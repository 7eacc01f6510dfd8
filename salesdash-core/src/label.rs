//! Provenance tags for cache entries and cache instances.

use std::fmt;

use serde::{Deserialize, Serialize};
use smol_str::SmolStr;

/// Names a cache instance, or marks which fetch wrote an entry.
///
/// Tags are never part of a lookup. Dotted composition records a chain of
/// provenance, e.g. an entry written by a background refresh of the current
/// totals is tagged `current_totals.revalidated`.
///
/// ```
/// use salesdash_core::CacheTag;
///
/// let tag = CacheTag::new("current_totals").compose(&CacheTag::new("revalidated"));
/// assert_eq!(tag.as_str(), "current_totals.revalidated");
/// ```
#[derive(Debug, Clone, Default, PartialEq, Eq, Hash, Serialize, Deserialize)]
#[serde(transparent)]
pub struct CacheTag(SmolStr);

impl CacheTag {
    /// Tag from any string.
    pub fn new(tag: impl Into<SmolStr>) -> Self {
        Self(tag.into())
    }

    /// Tag from a static string, usable in constants.
    pub const fn new_static(tag: &'static str) -> Self {
        Self(SmolStr::new_static(tag))
    }

    /// The tag text.
    pub fn as_str(&self) -> &str {
        &self.0
    }

    /// `self.other`.
    pub fn compose(&self, other: &CacheTag) -> Self {
        Self(SmolStr::from(format!("{}.{}", self.0, other.0)))
    }
}

impl fmt::Display for CacheTag {
    fn fmt(&self, f: &mut fmt::Formatter<'_>) -> fmt::Result {
        f.write_str(&self.0)
    }
}

impl From<&str> for CacheTag {
    fn from(tag: &str) -> Self {
        Self::new(tag)
    }
}

impl From<String> for CacheTag {
    fn from(tag: String) -> Self {
        Self::new(tag)
    }
}

impl AsRef<str> for CacheTag {
    fn as_ref(&self) -> &str {
        self.as_str()
    }
}

#[cfg(test)]
mod tests {
    use super::*;

    #[test]
    fn test_static_tag_in_const() {
        const MONTHLY: CacheTag = CacheTag::new_static("monthly");
        assert_eq!(MONTHLY.to_string(), "monthly");
    }

    #[test]
    fn test_compose_chain() {
        let tag = CacheTag::from("breakdown")
            .compose(&"revalidated".into())
            .compose(&"retry".into());
        assert_eq!(tag.as_str(), "breakdown.revalidated.retry");
    }

    #[test]
    fn test_serializes_as_plain_string() {
        let tag = CacheTag::new("weekly");
        assert_eq!(serde_json::to_string(&tag).unwrap(), r#""weekly""#);
    }
}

********

§ Your instructions: Reproduce every line of the entries above, unchanged, from the very first one down to and including the line containing "Hash, Serialize, Deserialize)]".

§ Finished exercise:
repository 7eacc01f6510dfd8
filename salesdash-core/src/label.rs
//! Provenance tags for cache entries and cache instances.

use std::fmt;

use serde::{Deserialize, Serialize};
use smol_str::SmolStr;

/// Names a cache instance, or marks which fetch wrote an entry.
///
/// Tags are never part of a lookup. Dotted composition records a chain of
/// provenance, e.g. an entry written by a background refresh of the current
/// totals is tagged `current_totals.revalidated`.
///
/// ```
/// use salesdash_core::CacheTag;
///
/// let tag = CacheTag::new("current_totals").compose(&CacheTag::new("revalidated"));
/// assert_eq!(tag.as_str(), "current_totals.revalidated");
/// ```
#[derive(Debug, Clone, Default, PartialEq, Eq, Hash, Serialize, Deserialize)]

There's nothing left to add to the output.